Berikutnya, industri kertas dan barang dari kertas percetakan dan reproduksi media rekaman yang tumbuh 1,10 persen. Capaian ini didukung dari peningkatan produksi kertas di beberapa sentra produksi seperti Riau, Sumatera Utara dan Sumatera Selatan. Selain itu, permintaan luar negeri yang mengalami pertumbuhan.
Sektor lainnya, industri makanan dan minuman yang tumbuh 0,22 persen. Adapun, angka tersebut meningkat sekitar 1,87 persen jika dibandingkan dengan kuartal sebelumnya. Pertumbuhan sektor ini diidukung peningkatan ekspor minyak kelapa sawit mentah (crude palm oil/CPO) dan minyak inti kelapa sawit (palm kernel oil/PKO).
Menurut Menteri AGK, yang perlu dilakukan untuk menggenjot kinerja industri saat ini salah satunya dengan mengoptimalkan sisi permintaan pasar, sehingga penyerapan terhadap produk-produk industri manufaktur di Indonesia bisa terjadi. “Tentu ini menjadi pekerjaan rumah bagi kita. Stimulus bagi dunia industri akan terus kami gulirkan agar aktivitas industri bisa kembali normal,” tuturnya.
Guna meningkatkan daya saing sektor industri, Agus menambahkan, pemerintah akan mengintegrasikan peta jalan substitusi impor sebesar 35% pada tahun 2022 dengan implementasi program prioritas pada peta jalan Making Indonesia 4.0. Sebab, penggunaan teknologi dapat menurunkan biaya operasional dan meningkatkan produktivitas.

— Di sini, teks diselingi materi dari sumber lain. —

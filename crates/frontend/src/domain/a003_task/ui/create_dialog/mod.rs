use crate::shared::components::ui::Select;
use contracts::domain::a003_task::{
    NewTask, TaskField, TaskForm, TaskFormError, TaskLabel, TaskPriority, ASSIGNEES,
};
use leptos::prelude::*;
use thaw::*;

fn priority_options() -> Vec<(String, String)> {
    TaskPriority::all()
        .into_iter()
        .map(|p| (p.value().to_string(), p.label().to_string()))
        .collect()
}

fn label_options() -> Vec<(String, String)> {
    TaskLabel::all()
        .into_iter()
        .map(|l| (l.value().to_string(), l.label().to_string()))
        .collect()
}

fn assignee_options() -> Vec<(String, String)> {
    ASSIGNEES
        .iter()
        .map(|(value, name)| (value.to_string(), name.to_string()))
        .collect()
}

/// "Create a new task" dialog.
///
/// Field errors appear after the first submit and follow the form from then
/// on. With "Create more" checked the dialog stays open and starts over.
#[component]
pub fn CreateTaskDialog(
    open: RwSignal<bool>,
    #[prop(optional)] on_created: Option<Callback<NewTask>>,
) -> impl IntoView {
    let form = RwSignal::new(TaskForm::default());
    let submitted = RwSignal::new(false);
    let create_more = RwSignal::new(false);

    let errors = Memo::new(move |_| {
        if !submitted.get() {
            return Vec::new();
        }
        form.with(|f| f.validate().err().unwrap_or_default())
    });
    let error_for =
        move |field: TaskField| Signal::derive(move || errors.with(|e| TaskFormError::message_for(e, field)));

    let reset = move || {
        form.set(TaskForm::default());
        submitted.set(false);
    };

    // Closing by any means discards the draft.
    Effect::new(move |_| {
        if !open.get() {
            reset();
        }
    });

    let on_submit = move |_| match form.with_untracked(|f| f.validate()) {
        Ok(task) => {
            log::info!(
                "task submitted: {}",
                serde_json::to_string(&task).unwrap_or_default()
            );
            if let Some(cb) = on_created {
                cb.run(task);
            }
            reset();
            if !create_more.get_untracked() {
                open.set(false);
            }
        }
        Err(errors) => {
            log::debug!("task form rejected: {} field error(s)", errors.len());
            submitted.set(true);
        }
    };

    let title_error = error_for(TaskField::Title);

    view! {
        <Dialog open=open>
            <DialogSurface>
                <DialogBody>
                    <DialogTitle>"Create a new task"</DialogTitle>
                    <DialogContent>
                        <div class="task-form">
                            <div class="task-form__column">
                                <div class="form__group">
                                    <label class="form__label" for="task-title">"Add a title *"</label>
                                    <input
                                        id="task-title"
                                        type="text"
                                        class="form__input"
                                        class:form__input--invalid=move || title_error.get().is_some()
                                        placeholder="Title"
                                        prop:value=move || form.with(|f| f.title.clone())
                                        on:input=move |ev| {
                                            let value = event_target_value(&ev);
                                            form.update(|f| f.title = value);
                                        }
                                    />
                                    {move || title_error.get().map(|e| view! { <p class="form__error">{e}</p> })}
                                </div>

                                <div class="form__group">
                                    <label class="form__label" for="task-description">"Add a description"</label>
                                    <textarea
                                        id="task-description"
                                        class="form__textarea"
                                        rows="6"
                                        placeholder="Type your description here..."
                                        prop:value=move || form.with(|f| f.description.clone())
                                        on:input=move |ev| {
                                            let value = event_target_value(&ev);
                                            form.update(|f| f.description = value);
                                        }
                                    ></textarea>
                                </div>
                            </div>

                            <div class="task-form__column">
                                <Select
                                    id="task-assignees"
                                    label="Assignees"
                                    placeholder="Unassigned"
                                    value=Signal::derive(move || form.with(|f| f.assignee.clone().unwrap_or_default()))
                                    options=Signal::derive(assignee_options)
                                    on_change=Callback::new(move |value: String| {
                                        form.update(|f| f.assignee = (!value.is_empty()).then_some(value));
                                    })
                                />
                                <Select
                                    id="task-labels"
                                    label="Labels"
                                    placeholder="None yet"
                                    value=Signal::derive(move || {
                                        form.with(|f| f.label.map(|l| l.value().to_string()).unwrap_or_default())
                                    })
                                    options=Signal::derive(label_options)
                                    on_change=Callback::new(move |value: String| {
                                        form.update(|f| f.label = TaskLabel::from_value(&value));
                                    })
                                />
                                <Select
                                    id="task-priority"
                                    label="Priority"
                                    placeholder="Select priority"
                                    value=Signal::derive(move || {
                                        form.with(|f| f.priority.map(|p| p.value().to_string()).unwrap_or_default())
                                    })
                                    options=Signal::derive(priority_options)
                                    error=error_for(TaskField::Priority)
                                    on_change=Callback::new(move |value: String| {
                                        form.update(|f| f.priority = TaskPriority::from_value(&value));
                                    })
                                />
                            </div>
                        </div>
                    </DialogContent>
                    <DialogActions>
                        <label class="task-form__more">
                            <input
                                type="checkbox"
                                prop:checked=move || create_more.get()
                                on:change=move |ev| create_more.set(event_target_checked(&ev))
                            />
                            "Create more"
                        </label>
                        <Button
                            appearance=ButtonAppearance::Subtle
                            on_click=move |_| open.set(false)
                        >
                            "Cancel"
                        </Button>
                        <Button appearance=ButtonAppearance::Primary on_click=on_submit>
                            "Create"
                        </Button>
                    </DialogActions>
                </DialogBody>
            </DialogSurface>
        </Dialog>
    }
}

#[cfg(test)]
mod tests {
    use super::*;

    #[test]
    fn test_select_options_round_trip() {
        for (value, _) in priority_options() {
            assert!(TaskPriority::from_value(&value).is_some());
        }
        for (value, _) in label_options() {
            assert!(TaskLabel::from_value(&value).is_some());
        }
        assert_eq!(assignee_options()[0], ("jackson-lee".to_string(), "Jackson Lee".to_string()));
    }

    #[test]
    fn test_empty_option_clears_priority() {
        let mut form = TaskForm {
            priority: Some(TaskPriority::High),
            ..Default::default()
        };
        form.priority = TaskPriority::from_value("");
        assert_eq!(
            form.validate().unwrap_err(),
            vec![TaskFormError::TitleRequired, TaskFormError::PriorityRequired]
        );
    }
}
//! MonthCalendar: 6×7 month grid with previous/next and "Today" navigation.
//!
//! ```rust,ignore
//! let nav = RwSignal::new(CalendarNavigation::new(YearMonth::of(today())));
//! view! { <MonthCalendar nav=nav palette=StatusPalette::EMPLOYEE selectable=true /> }
//! ```

use crate::shared::date_utils::today;
use crate::shared::icons::icon;
use chrono::{Datelike, NaiveDate};
use contracts::domain::a001_attendance::{StatusIndex, StatusPalette};
use contracts::shared::calendar::CalendarNavigation;
use contracts::shared::date_format::{month_title, WEEKDAY_HEADERS};
use leptos::prelude::*;
use thaw::*;

#[component]
pub fn MonthCalendar(
    /// Displayed month and selected day
    nav: RwSignal<CalendarNavigation>,
    /// Status colours of the hosting view
    palette: StatusPalette,
    /// Optional status per day, drawn as a marker in the cell
    #[prop(optional, into)]
    statuses: Option<Signal<StatusIndex>>,
    /// Clicking a cell selects it, clicking it again clears the selection.
    /// Leading/trailing cells do not change the month.
    #[prop(optional)]
    selectable: bool,
    /// Called with the date of every clicked cell
    #[prop(optional)]
    on_select: Option<Callback<NaiveDate>>,
) -> impl IntoView {
    let grid = Memo::new(move |_| nav.with(|n| n.grid()));
    let title = move || nav.with(|n| month_title(n.current_month));

    let on_previous = move |_| {
        nav.update(|n| n.previous());
        log::debug!("calendar -> {:?}", nav.with_untracked(|n| n.current_month));
    };
    let on_next = move |_| {
        nav.update(|n| n.next());
        log::debug!("calendar -> {:?}", nav.with_untracked(|n| n.current_month));
    };
    let on_today = move |_| {
        nav.update(|n| n.go_to_today(today()));
    };

    view! {
        <div class="month-calendar">
            <div class="month-calendar__header">
                <Button
                    size=ButtonSize::Small
                    appearance=ButtonAppearance::Secondary
                    on_click=on_previous
                    attr:title="Previous month"
                >
                    {icon("chevron-left")}
                </Button>

                <h2 class="month-calendar__title">{title}</h2>

                <ButtonGroup>
                    <Button
                        size=ButtonSize::Small
                        appearance=ButtonAppearance::Subtle
                        on_click=on_today
                        attr:title="Current month"
                    >
                        "Today"
                    </Button>
                    <Button
                        size=ButtonSize::Small
                        appearance=ButtonAppearance::Secondary
                        on_click=on_next
                        attr:title="Next month"
                    >
                        {icon("chevron-right")}
                    </Button>
                </ButtonGroup>
            </div>

            <div class="month-calendar__grid">
                {WEEKDAY_HEADERS
                    .iter()
                    .map(|name| view! { <div class="month-calendar__weekday">{*name}</div> })
                    .collect_view()}

                {move || {
                    grid.get()
                        .cells()
                        .iter()
                        .map(|day| {
                            let day = *day;
                            let status = statuses.and_then(|s| {
                                s.with(|index| index.status_on(day.date).map(str::to_string))
                            });
                            let marker = status
                                .as_deref()
                                .map(|label| palette.classify(label).category.name());

                            view! {
                                <div
                                    class="month-calendar__day"
                                    class:month-calendar__day--outside=!day.is_current_month
                                    class:month-calendar__day--selectable=selectable
                                    class:month-calendar__day--selected=move || {
                                        nav.with(|n| n.is_selected(day.date))
                                    }
                                    title=status.clone().unwrap_or_default()
                                    on:click=move |_| {
                                        if selectable {
                                            nav.update(|n| n.toggle_selection(day.date));
                                        }
                                        if let Some(cb) = on_select {
                                            cb.run(day.date);
                                        }
                                    }
                                >
                                    <span class="month-calendar__day-number">{day.date.day()}</span>
                                    {marker.map(|category| view! {
                                        <span class=format!(
                                            "month-calendar__marker month-calendar__marker--{}",
                                            category,
                                        )></span>
                                    })}
                                </div>
                            }
                        })
                        .collect_view()
                }}
            </div>
        </div>
    }
}
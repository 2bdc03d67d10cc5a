use crate::shared::icons::icon;
use contracts::domain::a001_attendance::StatusCategory;
use leptos::prelude::*;

#[component]
pub fn StatCard(
    /// Label displayed above the value
    #[prop(into)]
    label: String,
    /// Icon name from the icon() helper
    #[prop(into)]
    icon_name: String,
    /// Formatted value (None = loading/error)
    #[prop(into)]
    value: Signal<Option<String>>,
    /// Colour of the card, follows the status palette
    #[prop(optional)]
    tone: Option<StatusCategory>,
    /// Optional subtitle below the value
    #[prop(into, optional)]
    subtitle: MaybeProp<String>,
) -> impl IntoView {
    let class = match tone {
        Some(category) => format!("stat-card stat-card--{}", category.name()),
        None => "stat-card".to_string(),
    };

    let formatted = move || value.get().unwrap_or_else(|| "—".to_string());

    view! {
        <div class=class>
            <div class="stat-card__icon">
                {icon(&icon_name)}
            </div>
            <div class="stat-card__content">
                <div class="stat-card__label">{label}</div>
                <div class="stat-card__value">{formatted}</div>
                {move || subtitle.get().map(|s| view! {
                    <div class="stat-card__subtitle">{s}</div>
                })}
            </div>
        </div>
    }
}
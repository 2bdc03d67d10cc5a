pub mod create_dialog;

pub use create_dialog::CreateTaskDialog;
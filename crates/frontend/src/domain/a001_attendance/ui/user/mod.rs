use crate::domain::a001_attendance::api::fetch_my_attendance;
use crate::layout::global_context::AppGlobalContext;
use crate::shared::components::month_calendar::MonthCalendar;
use crate::shared::components::ui::AttendanceStatusBadge;
use crate::shared::date_utils::today;
use contracts::domain::a001_attendance::{
    records_in_month, AttendanceRecord, MonthlySummary, StatusIndex, StatusPalette,
};
use contracts::shared::calendar::{CalendarNavigation, YearMonth};
use contracts::shared::date_format::{format_iso_date, month_title};
use leptos::prelude::*;
use leptos::task::spawn_local;

const PALETTE: StatusPalette = StatusPalette::EMPLOYEE;

/// "My Attendance" page: calendar, monthly summary and check-in log
#[component]
#[allow(non_snake_case)]
pub fn UserAttendance() -> impl IntoView {
    let ctx = use_context::<AppGlobalContext>().expect("AppGlobalContext not found");
    let config = ctx.config;

    let today = today();
    let nav = RwSignal::new(CalendarNavigation::with_selection(YearMonth::of(today), today));
    let (records, set_records) = signal::<Vec<AttendanceRecord>>(Vec::new());
    let (error, set_error) = signal::<Option<String>>(None);
    let (loading, set_loading) = signal(false);

    let month = Memo::new(move |_| nav.with(|n| n.current_month));

    // Reload the log whenever the displayed month changes
    Effect::new(move |_| {
        let requested = month.get();
        set_loading.set(true);
        spawn_local(async move {
            let result = fetch_my_attendance(&config, requested).await;
            // the user may have moved on while the request was in flight
            if month.get_untracked() != requested {
                log::debug!("dropping stale attendance response for {}", requested);
                return;
            }
            match result {
                Ok(v) => {
                    set_records.set(v);
                    set_error.set(None);
                }
                Err(e) => {
                    log::warn!("failed to load attendance for {}: {}", requested, e);
                    set_error.set(Some(e));
                }
            }
            set_loading.set(false);
        });
    });

    let status_index = Signal::derive(move || records.with(|r| StatusIndex::from_records(r)));
    let month_log = Memo::new(move |_| records.with(|r| records_in_month(r, month.get())));
    let summary = Memo::new(move |_| records.with(|r| MonthlySummary::from_records(month.get(), r)));

    let selected_status = move || {
        let selected = nav.with(|n| n.selected_date)?;
        let label = status_index.with(|idx| idx.status_on(selected).map(str::to_string));
        Some((selected, label))
    };

    view! {
        <div class="page" id="a001_attendance--user" data-page-category="dashboard">
            <div class="page__header">
                <div class="page__header-text">
                    <h1 class="page__title">"My Attendance"</h1>
                    <p class="page__subtitle">"View your personal attendance record."</p>
                </div>
            </div>

            {move || error.get().map(|e| view! {
                <div class="warning-box warning-box--error">
                    <span class="warning-box__icon">"⚠"</span>
                    <span class="warning-box__text">{e}</span>
                </div>
            })}

            <div class="page__content attendance-layout">
                <div class="attendance-layout__side">
                    <div class="card">
                        <MonthCalendar
                            nav=nav
                            palette=PALETTE
                            statuses=status_index
                            selectable=true
                        />
                        {move || selected_status().map(|(date, label)| view! {
                            <div class="month-calendar__selection">
                                <span>{format_iso_date(date)}</span>
                                {label.map(|l| view! { <AttendanceStatusBadge status=l palette=PALETTE /> })}
                            </div>
                        })}
                    </div>

                    <div class="card">
                        <h2 class="card__title">"Monthly Summary"</h2>
                        <p class="card__subtitle">{move || month_title(month.get())}</p>
                        <dl class="summary-list">
                            <div class="summary-list__row">
                                <dt>"Working Days:"</dt>
                                <dd>{move || summary.get().working_days}</dd>
                            </div>
                            <div class="summary-list__row">
                                <dt>"Days Present:"</dt>
                                <dd class="text-success">{move || summary.get().present}</dd>
                            </div>
                            <div class="summary-list__row">
                                <dt>"Days Late:"</dt>
                                <dd class="text-error">{move || summary.get().late}</dd>
                            </div>
                            <div class="summary-list__row">
                                <dt>"Days Absent:"</dt>
                                <dd class="text-error">{move || summary.get().absent}</dd>
                            </div>
                            <div class="summary-list__row">
                                <dt>"On-Time Rate:"</dt>
                                <dd class="text-success">{move || summary.get().format_rate()}</dd>
                            </div>
                        </dl>
                    </div>
                </div>

                <div class="attendance-layout__main card">
                    <h2 class="card__title">"Attendance Log"</h2>
                    <p class="card__subtitle">"Your check-in and check-out history."</p>
                    <div class="table">
                        <table class="table__data table--striped">
                            <thead class="table__head">
                                <tr>
                                    <th class="table__header-cell">"Date"</th>
                                    <th class="table__header-cell">"Status"</th>
                                    <th class="table__header-cell">"Check-in"</th>
                                    <th class="table__header-cell">"Check-out"</th>
                                </tr>
                            </thead>
                            <tbody>
                                <Show when=move || loading.get()>
                                    <tr><td class="table__cell" colspan="4">"Loading..."</td></tr>
                                </Show>
                                {move || month_log.get().into_iter().map(|record| view! {
                                    <tr class="table__row">
                                        <td class="table__cell table__cell--strong">{record.date}</td>
                                        <td class="table__cell">
                                            <AttendanceStatusBadge status=record.status palette=PALETTE />
                                        </td>
                                        <td class="table__cell table__cell--muted">{record.check_in}</td>
                                        <td class="table__cell table__cell--muted">{record.check_out}</td>
                                    </tr>
                                }).collect_view()}
                            </tbody>
                        </table>
                        <Show when=move || !loading.get() && month_log.with(|rows| rows.is_empty())>
                            <div class="table__empty">"No attendance records for this month."</div>
                        </Show>
                    </div>
                </div>
            </div>
        </div>
    }
}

“Selain pengurangan impor, strategi lainnya adalah peningkatan utilisasi produksi seluruh sektor manufaktur yang anjlok ke level 40% pada awal masa pandemi,” ujarnya. Menperin menargetkan angka tersebut akan terus naik ke kisaran 60% pada akhir 2020, sehingga bisa kembali ke kondisi sebelum pandemi di kisaran 75% pada akhir 2021.